Unfortunately, lack of equipment has been the biggest challenge, Walton says. Combines can cost up to $150,000. “Few farmers have that kind of money,” she adds. 

The need for collective resources and streamlined equipment sharing is key to building the local grain economy, a point reiterated by Walton, Wilson at Front Porch, and Evan Kaiser, a farmer at Foggy River Farm. A report due out this fall from the USDA Rural Development fund project on regional food systems in Marin, Sonoma, Napa, Lake, and Mendocino counties came to the same conclusion. The report advises support for young growers with the expansion of funding for processing equipment like threshers, cleaners, and packaging of grains.

A second, and equally important challenge, is getting people to understand and appreciate the health value of whole, local grains in the U.S., where most of us (at least, those without Hippie Moms) were raised on nutritionally desolate slices of white bread.

And then there’s the cost. A one-pound bag of polenta from Front Porch Farm retails for around $8. Because that’s how much it actually costs to produce small-scale grain production not supported by the government.

That hasn’t stopped Healdsburg SHED co-owner Cindy Daniel from becoming an evangelist for the local grain movement. On a recent Friday afternoon, Daniel watches as her husband Doug Lipton mills Bolero—a soft wheat used in pastries and muffins—in a sleek, wooden Austrian-made mill. The freshly ground wheat smells the way flour should: earthy, nutty, warm, still glowing with sun energy. The flour goes directly from sack to cooler, where it’s immediately available for sale to the general public.

To explain the value of whole grains, Daniel gets out a set of small glass tubes that looks like a lab display from a high school chemistry class. The tubes hold white flour, bran, germ, and endosperm, elements that—thanks to the introduction of roller mills in the late 1800s—are separated out of grain at large-scale, commercial milling operations. White flour is basically milled endosperm, a process that acted as a boon for industrial food processing because the parts that go rancid without refrigeration are completely removed, making it easy to transport and store.
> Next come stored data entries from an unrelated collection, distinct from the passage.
use crate::graph_pattern::{GraphPattern, TriplePattern};
use crate::transform::{transform_children, Transformer};
use rdf_quarry_model::Variable;
use rustc_hash::FxHashSet;

/// Fuses a filter over a cross product into a `FilteredProduct`.
///
/// A filter whose variables span two variable-disjoint halves cannot be
/// pushed into either half, so without this rewrite the evaluator would
/// materialize the whole product before filtering. A `FilteredProduct`
/// applies the condition to each pair as it is enumerated. The halves come
/// either from splitting a BGP into its two connected components or from a
/// join of var-disjoint operands.
pub struct FilteredProductRewrite;

impl Transformer for FilteredProductRewrite {
    fn transform_at_depth(&self, pattern: &GraphPattern, depth: usize) -> GraphPattern {
        let rebuilt =
            transform_children(pattern, depth, &mut |p, d| self.transform_at_depth(p, d));
        let GraphPattern::Filter { expression, inner } = rebuilt else {
            return rebuilt;
        };
        let needed = expression.variables();
        if needed.is_empty() {
            return GraphPattern::Filter { expression, inner };
        }
        match *inner {
            GraphPattern::Bgp { ref patterns } if patterns.len() >= 2 => {
                match split_components(patterns) {
                    Some((left, right)) if spans_both(&needed, &left, &right) => {
                        GraphPattern::FilteredProduct {
                            left: Box::new(GraphPattern::Bgp { patterns: left }),
                            right: Box::new(GraphPattern::Bgp { patterns: right }),
                            expression,
                        }
                    }
                    _ => GraphPattern::Filter { expression, inner },
                }
            }
            GraphPattern::Join { ref left, ref right }
            | GraphPattern::Product { ref left, ref right } => {
                let left_vars = left.visible_variables();
                let right_vars = right.visible_variables();
                let disjoint = left_vars.is_disjoint(&right_vars);
                let spans = needed.iter().any(|v| left_vars.contains(v))
                    && needed.iter().any(|v| right_vars.contains(v))
                    && needed
                        .iter()
                        .all(|v| left_vars.contains(v) || right_vars.contains(v));
                if disjoint && spans {
                    GraphPattern::FilteredProduct {
                        left: left.clone(),
                        right: right.clone(),
                        expression,
                    }
                } else {
                    GraphPattern::Filter { expression, inner }
                }
            }
            inner => GraphPattern::Filter {
                expression,
                inner: Box::new(inner),
            },
        }
    }
}

fn spans_both(
    needed: &FxHashSet<Variable>,
    left: &[TriplePattern],
    right: &[TriplePattern],
) -> bool {
    let vars = |patterns: &[TriplePattern]| {
        patterns
            .iter()
            .flat_map(|p| p.variables().cloned())
            .collect::<FxHashSet<_>>()
    };
    let left_vars = vars(left);
    let right_vars = vars(right);
    needed.iter().any(|v| left_vars.contains(v))
        && needed.iter().any(|v| right_vars.contains(v))
        && needed
            .iter()
            .all(|v| left_vars.contains(v) || right_vars.contains(v))
}

/// Splits a BGP into exactly two variable-connected components, keeping the
/// source order within and between them. `None` when the BGP is connected or
/// falls apart into more than two pieces.
fn split_components(patterns: &[TriplePattern]) -> Option<(Vec<TriplePattern>, Vec<TriplePattern>)> {
    let mut components: Vec<(FxHashSet<Variable>, Vec<TriplePattern>)> = Vec::new();
    for pattern in patterns {
        let vars: FxHashSet<Variable> = pattern.variables().cloned().collect();
        let mut joined: Option<usize> = None;
        let mut i = 0;
        while i < components.len() {
            if !components[i].0.is_disjoint(&vars) {
                match joined {
                    None => {
                        components[i].0.extend(vars.iter().cloned());
                        components[i].1.push(pattern.clone());
                        joined = Some(i);
                        i += 1;
                    }
                    Some(target) => {
                        // The pattern bridges two components; merge them.
                        let (vars, mut patterns) = components.remove(i);
                        components[target].0.extend(vars);
                        components[target].1.append(&mut patterns);
                    }
                }
            } else {
                i += 1;
            }
        }
        if joined.is_none() {
            components.push((vars, vec![pattern.clone()]));
        }
    }
    if components.len() == 2 {
        let mut iter = components.into_iter();
        let (_, left) = iter.next()?;
        let (_, right) = iter.next()?;
        Some((left, right))
    } else {
        None
    }
}

#[cfg(test)]
mod tests {
    use super::*;
    use crate::Query;

    fn optimized(query: &str) -> String {
        let query = Query::parse(query, None).unwrap();
        FilteredProductRewrite.transform(query.pattern()).to_string()
    }

    #[test]
    fn disconnected_bgp_becomes_a_filtered_product() {
        let rewritten = optimized(
            "SELECT * WHERE { ?s1 ?p1 ?o1 . ?s2 ?p2 ?o2 FILTER(?o1 = ?o2) }",
        );
        assert_eq!(
            rewritten,
            "(project (?s1 ?p1 ?o1 ?s2 ?p2 ?o2) (filtered-product (= ?o1 ?o2) \
             (bgp (triple ?s1 ?p1 ?o1)) (bgp (triple ?s2 ?p2 ?o2))))"
        );
    }

    #[test]
    fn join_of_disjoint_groups_becomes_a_filtered_product() {
        let rewritten = optimized(
            "PREFIX ex: <http://example.org/> \
             SELECT * WHERE { { ?a ex:p ?b } { ?c ex:q ?d } FILTER(?b < ?d) }",
        );
        assert!(rewritten.contains("(filtered-product (< ?b ?d)"), "{rewritten}");
    }

    #[test]
    fn connected_bgps_are_left_alone() {
        let rewritten = optimized(
            "PREFIX ex: <http://example.org/> \
             SELECT * WHERE { ?a ex:p ?b . ?b ex:q ?c FILTER(?a != ?c) }",
        );
        assert!(!rewritten.contains("filtered-product"), "{rewritten}");
    }

    #[test]
    fn filters_not_spanning_both_sides_are_left_alone() {
        let rewritten = optimized(
            "PREFIX ex: <http://example.org/> \
             SELECT * WHERE { ?a ex:p ?b . ?c ex:q ?d FILTER(?b > 1) }",
        );
        assert!(!rewritten.contains("filtered-product"), "{rewritten}");
    }

    #[test]
    fn three_components_are_left_alone() {
        let rewritten = optimized(
            "PREFIX ex: <http://example.org/> \
             SELECT * WHERE { ?a ex:p ?b . ?c ex:q ?d . ?e ex:r ?f FILTER(?b = ?d) }",
        );
        assert!(!rewritten.contains("filtered-product"), "{rewritten}");
    }
}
But the same elements, the germ and the bran, hold the vitamins, amino acids, and protein our bodies crave.

With whole grain, the nutritional elements stay intact. Daniel educates at SHED not only about the health benefits of locally grown, whole grains but also the ways these crops can be so integral to establishing healthy soil and, in turn, a diverse, resilient local food system. It’s an important task because, in the end, if consumers don’t buy the locally grown flour, the farmers have no reason to grow the grains.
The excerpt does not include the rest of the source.